▶ **Input data**
▽

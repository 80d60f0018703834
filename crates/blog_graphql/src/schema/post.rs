//! Post queries and mutations.

use super::blog_service;
use crate::error::{internal_error, UserError};
use crate::types::{DeletePayload, PostObject, PostPayload};
use async_graphql::{Context, Object, Result as GraphQLResult};
use blog_core::{NewPost, Post, PostId, ServiceResult};
use chrono::{DateTime, FixedOffset};

#[derive(Default)]
pub struct PostQuery;

#[Object]
impl PostQuery {
    /// All posts ordered by id.
    async fn posts(&self, ctx: &Context<'_>) -> GraphQLResult<Vec<PostObject>> {
        let posts = blog_service(ctx)?
            .list_posts()
            .map_err(|err| internal_error("posts", &err))?;
        Ok(posts.into_iter().map(PostObject::from).collect())
    }

    /// One post, or `null` when no post has this id.
    async fn post(&self, ctx: &Context<'_>, id: PostId) -> GraphQLResult<Option<PostObject>> {
        let post = blog_service(ctx)?
            .get_post(id)
            .map_err(|err| internal_error("post", &err))?;
        Ok(post.map(PostObject::from))
    }
}

#[derive(Default)]
pub struct PostMutation;

#[Object]
impl PostMutation {
    async fn create_post(
        &self,
        ctx: &Context<'_>,
        title: String,
        description: String,
        publish_date: DateTime<FixedOffset>,
        author: String,
    ) -> GraphQLResult<PostPayload> {
        let draft = NewPost::new(title, description, publish_date, author);
        let result = blog_service(ctx)?.create_post(draft);
        Ok(post_payload("post_create", result))
    }

    /// Creates a post and its first comment, written by the same author.
    /// Neither record is stored if either write fails.
    async fn create_post_with_comment(
        &self,
        ctx: &Context<'_>,
        title: String,
        description: String,
        publish_date: DateTime<FixedOffset>,
        author: String,
        comment_text: String,
    ) -> GraphQLResult<PostPayload> {
        let draft = NewPost::new(title, description, publish_date, author);
        let result = blog_service(ctx)?.create_post_with_comment(draft, comment_text);
        Ok(post_payload("post_create_with_comment", result))
    }

    /// Replaces every mutable field. Fails with `POST_NOT_FOUND` for unknown
    /// ids.
    async fn update_post(
        &self,
        ctx: &Context<'_>,
        id: PostId,
        title: String,
        description: String,
        publish_date: DateTime<FixedOffset>,
        author: String,
    ) -> GraphQLResult<PostPayload> {
        let changes = NewPost::new(title, description, publish_date, author);
        let result = blog_service(ctx)?.update_post(id, changes);
        Ok(post_payload("post_update", result))
    }

    /// Deletes a post and its comments.
    async fn delete_post(&self, ctx: &Context<'_>, id: PostId) -> GraphQLResult<DeletePayload> {
        let payload = match blog_service(ctx)?.delete_post(id) {
            Ok(found) => DeletePayload::deleted(found),
            Err(err) => DeletePayload::failure(UserError::from_service("post_delete", &err)),
        };
        Ok(payload)
    }
}

fn post_payload(operation: &'static str, result: ServiceResult<Post>) -> PostPayload {
    match result {
        Ok(post) => PostPayload::success(post),
        Err(err) => PostPayload::failure(UserError::from_service(operation, &err)),
    }
}
//! SQLite storage bootstrap and schema migration entry points.
//!
//! # Responsibility
//! - Open and configure SQLite connections holding the `posts` and
//!   `comments` tables.
//! - Apply schema migrations in deterministic order.
//!
//! # Invariants
//! - Migration version is tracked via `PRAGMA user_version`.
//! - Repositories must not touch blog tables before migrations succeed.

use std::error::Error;
use std::fmt::{Display, Formatter};

pub mod migrations;
mod open;

pub use open::{open_db, open_db_in_memory};

pub type DbResult<T> = Result<T, DbError>;

/// Bootstrap error raised while opening or migrating a database.
#[derive(Debug)]
pub enum DbError {
    /// Connection-level failure (open, pragma, busy timeout).
    Sqlite(rusqlite::Error),
    /// One migration script failed; the whole migration batch was rolled back.
    Migration {
        version: u32,
        source: rusqlite::Error,
    },
    /// The file was written by a newer binary.
    UnsupportedSchemaVersion {
        db_version: u32,
        latest_supported: u32,
    },
}

impl Display for DbError {
    fn fmt(&self, f: &mut Formatter<'_>) -> std::fmt::Result {
        match self {
            Self::Sqlite(err) => write!(f, "{err}"),
            Self::Migration { version, source } => {
                write!(f, "migration {version} failed: {source}")
            }
            Self::UnsupportedSchemaVersion {
                db_version,
                latest_supported,
            } => write!(
                f,
                "database schema version {db_version} is newer than supported {latest_supported}"
            ),
        }
    }
}

impl Error for DbError {
    fn source(&self) -> Option<&(dyn Error + 'static)> {
        match self {
            Self::Sqlite(err) => Some(err),
            Self::Migration { source, .. } => Some(source),
            Self::UnsupportedSchemaVersion { .. } => None,
        }
    }
}

impl From<rusqlite::Error> for DbError {
    fn from(value: rusqlite::Error) -> Self {
        Self::Sqlite(value)
    }
}
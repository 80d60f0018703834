//! Repository layer abstractions and persistence implementations.
//!
//! # Responsibility
//! - Define the storage contract for posts and comments.
//! - Isolate SQLite query details from service orchestration.
//!
//! # Invariants
//! - Repository writes call `validate()` before persistence.
//! - Multi-row writes (post + first comment, cascade delete, comment insert
//!   with parent check) run inside one SQLite transaction.

pub mod blog_repo;
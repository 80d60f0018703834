//! Core logging bootstrap and safety policy.
//!
//! # Responsibility
//! - Initialize the `flexi_logger` backend exactly once per process, either
//!   to stderr or to rolling files in a directory.
//! - Emit stable `key=value` diagnostic events from core.
//!
//! # Invariants
//! - Logging init is idempotent for the same level and target.
//! - Logging initialization must not panic.
//! - Re-initialization with a different level or target is rejected.

use flexi_logger::{Cleanup, Criterion, FileSpec, Logger, LoggerHandle, Naming, WriteMode};
use log::{error, info};
use once_cell::sync::OnceCell;
use std::fmt::{Display, Formatter};
use std::path::{Path, PathBuf};

const LOG_FILE_BASENAME: &str = "blog";
const MAX_LOG_FILE_SIZE_BYTES: u64 = 10 * 1024 * 1024;
const MAX_LOG_FILES: usize = 5;
const MAX_PANIC_PAYLOAD_CHARS: usize = 160;

static LOGGING_STATE: OnceCell<LoggingState> = OnceCell::new();
static PANIC_HOOK_INSTALLED: OnceCell<()> = OnceCell::new();

/// Where log records are written.
#[derive(Debug, Clone, PartialEq, Eq)]
pub enum LogTarget {
    Stderr,
    /// Rolling files (`blog*.log`) inside an absolute directory.
    Directory(PathBuf),
}

impl Display for LogTarget {
    fn fmt(&self, f: &mut Formatter<'_>) -> std::fmt::Result {
        match self {
            Self::Stderr => write!(f, "stderr"),
            Self::Directory(dir) => write!(f, "{}", dir.display()),
        }
    }
}

struct LoggingState {
    level: &'static str,
    target: LogTarget,
    _logger: LoggerHandle,
}

/// Initializes core logging.
///
/// `log_dir = None` logs to stderr; `Some(dir)` writes rolling files into
/// `dir`, creating it when needed.
///
/// # Errors
/// - `level` is not one of `trace|debug|info|warn|error`.
/// - `log_dir` is empty, relative, or cannot be created.
/// - Logging is already active with a different level or target.
/// - The logger backend fails to start.
pub fn init_logging(level: &str, log_dir: Option<&Path>) -> Result<(), String> {
    let normalized_level = normalize_level(level)?;
    let target = match log_dir {
        Some(dir) => LogTarget::Directory(normalize_log_dir(dir)?),
        None => LogTarget::Stderr,
    };

    let state = LOGGING_STATE.get_or_try_init(|| start_logger(normalized_level, &target))?;

    if state.target != target {
        return Err(format!(
            "logging already initialized at `{}`; refusing to switch to `{target}`",
            state.target
        ));
    }
    if state.level != normalized_level {
        return Err(format!(
            "logging already initialized with level `{}`; refusing to switch to `{normalized_level}`",
            state.level
        ));
    }

    Ok(())
}

/// Returns `(level, target)` of the active logger, or `None` before init.
pub fn logging_status() -> Option<(&'static str, LogTarget)> {
    LOGGING_STATE
        .get()
        .map(|state| (state.level, state.target.clone()))
}

/// Returns `debug` for debug builds and `info` for release builds.
pub fn default_log_level() -> &'static str {
    if cfg!(debug_assertions) {
        "debug"
    } else {
        "info"
    }
}

fn start_logger(level: &'static str, target: &LogTarget) -> Result<LoggingState, String> {
    let logger = Logger::try_with_str(level)
        .map_err(|err| format!("invalid log level `{level}`: {err}"))?;

    let logger = match target {
        LogTarget::Stderr => logger
            .log_to_stderr()
            .format_for_stderr(flexi_logger::detailed_format),
        LogTarget::Directory(dir) => {
            std::fs::create_dir_all(dir).map_err(|err| {
                format!("failed to create log directory `{}`: {err}", dir.display())
            })?;
            logger
                .log_to_file(
                    FileSpec::default()
                        .directory(dir.as_path())
                        .basename(LOG_FILE_BASENAME),
                )
                .rotate(
                    Criterion::Size(MAX_LOG_FILE_SIZE_BYTES),
                    Naming::Numbers,
                    Cleanup::KeepLogFiles(MAX_LOG_FILES),
                )
                .write_mode(WriteMode::BufferAndFlush)
                .append()
                .format_for_files(flexi_logger::detailed_format)
        }
    };

    let handle = logger
        .start()
        .map_err(|err| format!("failed to start logger: {err}"))?;

    install_panic_hook_once();

    info!(
        "event=app_start module=core status=ok platform={} build_mode={} version={}",
        std::env::consts::OS,
        build_mode(),
        env!("CARGO_PKG_VERSION")
    );
    info!("event=core_init module=core status=ok level={level} target={target}");

    Ok(LoggingState {
        level,
        target: target.clone(),
        _logger: handle,
    })
}

fn normalize_level(level: &str) -> Result<&'static str, String> {
    match level.trim().to_ascii_lowercase().as_str() {
        "trace" => Ok("trace"),
        "debug" => Ok("debug"),
        "info" => Ok("info"),
        "warn" | "warning" => Ok("warn"),
        "error" => Ok("error"),
        other => Err(format!(
            "unsupported log level `{other}`; expected trace|debug|info|warn|error"
        )),
    }
}

fn normalize_log_dir(log_dir: &Path) -> Result<PathBuf, String> {
    if log_dir.as_os_str().is_empty() {
        return Err("log_dir cannot be empty".to_string());
    }
    if !log_dir.is_absolute() {
        return Err(format!(
            "log_dir must be an absolute path, got `{}`",
            log_dir.display()
        ));
    }
    Ok(log_dir.to_path_buf())
}

fn build_mode() -> &'static str {
    if cfg!(debug_assertions) {
        "debug"
    } else {
        "release"
    }
}

fn install_panic_hook_once() {
    if PANIC_HOOK_INSTALLED.get().is_some() {
        return;
    }

    let previous_hook = std::panic::take_hook();
    std::panic::set_hook(Box::new(move |panic_info| {
        // Payload may carry user-supplied post/comment text: cap and flatten it.
        let location = panic_info
            .location()
            .map(|loc| format!("{}:{}", loc.file(), loc.line()))
            .unwrap_or_else(|| "unknown".to_string());
        let payload = panic_payload_summary(panic_info);
        error!(
            "event=panic_captured module=core status=error location={} payload={}",
            location, payload
        );
        previous_hook(panic_info);
    }));

    let _ = PANIC_HOOK_INSTALLED.set(());
}

fn panic_payload_summary(info: &std::panic::PanicHookInfo<'_>) -> String {
    let payload = if let Some(message) = info.payload().downcast_ref::<&str>() {
        (*message).to_string()
    } else if let Some(message) = info.payload().downcast_ref::<String>() {
        message.clone()
    } else {
        "non-string panic payload".to_string()
    };

    sanitize_message(&payload, MAX_PANIC_PAYLOAD_CHARS)
}

fn sanitize_message(value: &str, max_chars: usize) -> String {
    let normalized = value.replace(['\n', '\r'], " ");
    let mut truncated = normalized.chars().take(max_chars).collect::<String>();
    if normalized.chars().count() > max_chars {
        truncated.push_str("...");
    }
    truncated
}
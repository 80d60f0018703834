//! Blog domain model.
//!
//! # Responsibility
//! - Define the persisted `Post` and `Comment` records and their drafts.
//! - Own field-level validation shared by storage write paths.
//!
//! # Invariants
//! - Identity (`PostId`, `CommentId`) is allocated by storage, never by callers.
//! - Records carry no behavior beyond `validate()`.

pub mod comment;
pub mod post;
pub mod validation;
//! Comment domain model.

use super::post::PostId;
use super::validation::{check_max_chars, ValidationError};

/// Storage-assigned comment identity.
pub type CommentId = i64;

pub const COMMENT_AUTHOR_MAX_CHARS: usize = 50;

/// Writable comment fields. `post_id` must reference a live post when the
/// draft is persisted.
#[derive(Debug, Clone, PartialEq, Eq)]
pub struct NewComment {
    pub text: String,
    pub author: String,
    pub post_id: PostId,
}

impl NewComment {
    pub fn new(text: impl Into<String>, author: impl Into<String>, post_id: PostId) -> Self {
        Self {
            text: text.into(),
            author: author.into(),
            post_id,
        }
    }

    pub fn validate(&self) -> Result<(), ValidationError> {
        check_max_chars("author", &self.author, COMMENT_AUTHOR_MAX_CHARS)
    }

    pub fn into_comment(self, id: CommentId) -> Comment {
        Comment {
            id,
            text: self.text,
            author: self.author,
            post_id: self.post_id,
        }
    }
}

/// A persisted comment attached to exactly one post.
#[derive(Debug, Clone, PartialEq, Eq)]
pub struct Comment {
    pub id: CommentId,
    pub text: String,
    pub author: String,
    pub post_id: PostId,
}

impl Comment {
    pub fn validate(&self) -> Result<(), ValidationError> {
        check_max_chars("author", &self.author, COMMENT_AUTHOR_MAX_CHARS)
    }
}
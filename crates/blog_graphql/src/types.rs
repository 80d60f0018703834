//! GraphQL output types.
//!
//! Output objects are built from domain records through explicit `From`
//! mappings, so the wire shape can change without touching `blog_core`.

use crate::error::{internal_error, UserError};
use crate::schema::blog_service;
use async_graphql::{ComplexObject, Context, Result as GraphQLResult, SimpleObject};
use blog_core::{Comment, CommentId, Post, PostId};
use chrono::{DateTime, FixedOffset};

#[derive(SimpleObject, Clone, Debug, PartialEq, Eq)]
#[graphql(name = "Post", complex)]
pub struct PostObject {
    pub id: PostId,
    pub title: String,
    pub description: String,
    pub publish_date: DateTime<FixedOffset>,
    pub author: String,
}

impl From<Post> for PostObject {
    fn from(post: Post) -> Self {
        Self {
            id: post.id,
            title: post.title,
            description: post.description,
            publish_date: post.publish_date,
            author: post.author,
        }
    }
}

#[ComplexObject]
impl PostObject {
    /// Comments on this post, oldest first.
    async fn comments(&self, ctx: &Context<'_>) -> GraphQLResult<Vec<CommentObject>> {
        let comments = blog_service(ctx)?
            .list_comments(self.id)
            .map_err(|err| internal_error("post_comments", &err))?;
        Ok(comments.into_iter().map(CommentObject::from).collect())
    }
}

#[derive(SimpleObject, Clone, Debug, PartialEq, Eq)]
#[graphql(name = "Comment", complex)]
pub struct CommentObject {
    pub id: CommentId,
    pub text: String,
    pub author: String,
    pub post_id: PostId,
}

impl From<Comment> for CommentObject {
    fn from(comment: Comment) -> Self {
        Self {
            id: comment.id,
            text: comment.text,
            author: comment.author,
            post_id: comment.post_id,
        }
    }
}

#[ComplexObject]
impl CommentObject {
    /// Parent post. `null` only if the post was deleted after this comment
    /// was loaded.
    async fn post(&self, ctx: &Context<'_>) -> GraphQLResult<Option<PostObject>> {
        let post = blog_service(ctx)?
            .get_post(self.post_id)
            .map_err(|err| internal_error("comment_post", &err))?;
        Ok(post.map(PostObject::from))
    }
}

/// Result of post-returning mutations.
#[derive(SimpleObject, Clone, Debug)]
pub struct PostPayload {
    pub post: Option<PostObject>,
    pub error: Option<UserError>,
}

impl PostPayload {
    pub fn success(post: Post) -> Self {
        Self {
            post: Some(post.into()),
            error: None,
        }
    }

    pub fn failure(error: UserError) -> Self {
        Self {
            post: None,
            error: Some(error),
        }
    }
}

/// Result of comment-returning mutations.
#[derive(SimpleObject, Clone, Debug)]
pub struct CommentPayload {
    pub comment: Option<CommentObject>,
    pub error: Option<UserError>,
}

impl CommentPayload {
    pub fn success(comment: Comment) -> Self {
        Self {
            comment: Some(comment.into()),
            error: None,
        }
    }

    pub fn failure(error: UserError) -> Self {
        Self {
            comment: None,
            error: Some(error),
        }
    }
}

/// Result of delete mutations. `success = false` with no error means the
/// record did not exist.
#[derive(SimpleObject, Clone, Debug)]
pub struct DeletePayload {
    pub success: bool,
    pub error: Option<UserError>,
}

impl DeletePayload {
    pub fn deleted(found: bool) -> Self {
        Self {
            success: found,
            error: None,
        }
    }

    pub fn failure(error: UserError) -> Self {
        Self {
            success: false,
            error: Some(error),
        }
    }
}
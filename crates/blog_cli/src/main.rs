//! Command-line entry point.
//!
//! Opens the blog database, builds the GraphQL schema once and executes one
//! document against it, printing the JSON response to stdout.

use anyhow::{anyhow, bail, Context, Result};
use async_graphql::{Request, Response, Variables};
use blog_core::db::{open_db, open_db_in_memory};
use blog_core::{default_log_level, init_logging, BlogService, SqliteBlogRepository};
use blog_graphql::build_schema;
use clap::Parser;
use log::info;
use std::path::PathBuf;
use std::process::ExitCode;

#[derive(Debug, Parser)]
#[command(name = "blog_cli", version, about = "Run a GraphQL document against the blog database")]
struct Args {
    /// SQLite database file; an in-memory database is used when omitted.
    #[arg(long, env = "BLOG_DB_PATH")]
    db: Option<PathBuf>,

    /// trace|debug|info|warn|error
    #[arg(long, env = "BLOG_LOG_LEVEL")]
    log_level: Option<String>,

    /// Absolute directory for rolling log files; logs go to stderr when omitted.
    #[arg(long, env = "BLOG_LOG_DIR")]
    log_dir: Option<PathBuf>,

    /// JSON object with the document's variables.
    #[arg(long)]
    variables: Option<String>,

    /// GraphQL query or mutation document.
    document: String,
}

#[tokio::main(flavor = "current_thread")]
async fn main() -> Result<ExitCode> {
    let args = Args::parse();

    let level = args.log_level.as_deref().unwrap_or(default_log_level());
    init_logging(level, args.log_dir.as_deref()).map_err(|err| anyhow!(err))?;
    info!(
        "event=cli_start module=cli status=ok core_version={}",
        blog_core::core_version()
    );

    let response = run(args).await?;
    let failed = response.is_err();
    info!(
        "event=cli_execute module=cli status={} error_count={}",
        if failed { "error" } else { "ok" },
        response.errors.len()
    );

    println!("{}", serde_json::to_string_pretty(&response)?);
    Ok(if failed {
        ExitCode::FAILURE
    } else {
        ExitCode::SUCCESS
    })
}

/// Opens the configured database and executes the document once.
///
/// Domain failures live in the response payloads; only engine-level errors
/// show up in `Response::errors`.
async fn run(args: Args) -> Result<Response> {
    let conn = match &args.db {
        Some(path) => open_db(path)
            .with_context(|| format!("failed to open database `{}`", path.display()))?,
        None => open_db_in_memory().context("failed to open in-memory database")?,
    };
    let repo = SqliteBlogRepository::try_new(conn).context("database is not ready")?;
    let schema = build_schema(BlogService::new(repo));

    let mut request = Request::new(args.document);
    if let Some(raw) = args.variables.as_deref() {
        request = request.variables(parse_variables(raw)?);
    }

    Ok(schema.execute(request).await)
}

fn parse_variables(raw: &str) -> Result<Variables> {
    let value: serde_json::Value =
        serde_json::from_str(raw).context("--variables must be a JSON object")?;
    match value {
        serde_json::Value::Object(_) => Ok(Variables::from_json(value)),
        other => bail!("--variables must be a JSON object, got `{other}`"),
    }
}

△

▶ **Exercise description**
Please give the number of lines in the listing that include "Opens", with nothing else.

▶ **Answer box**
2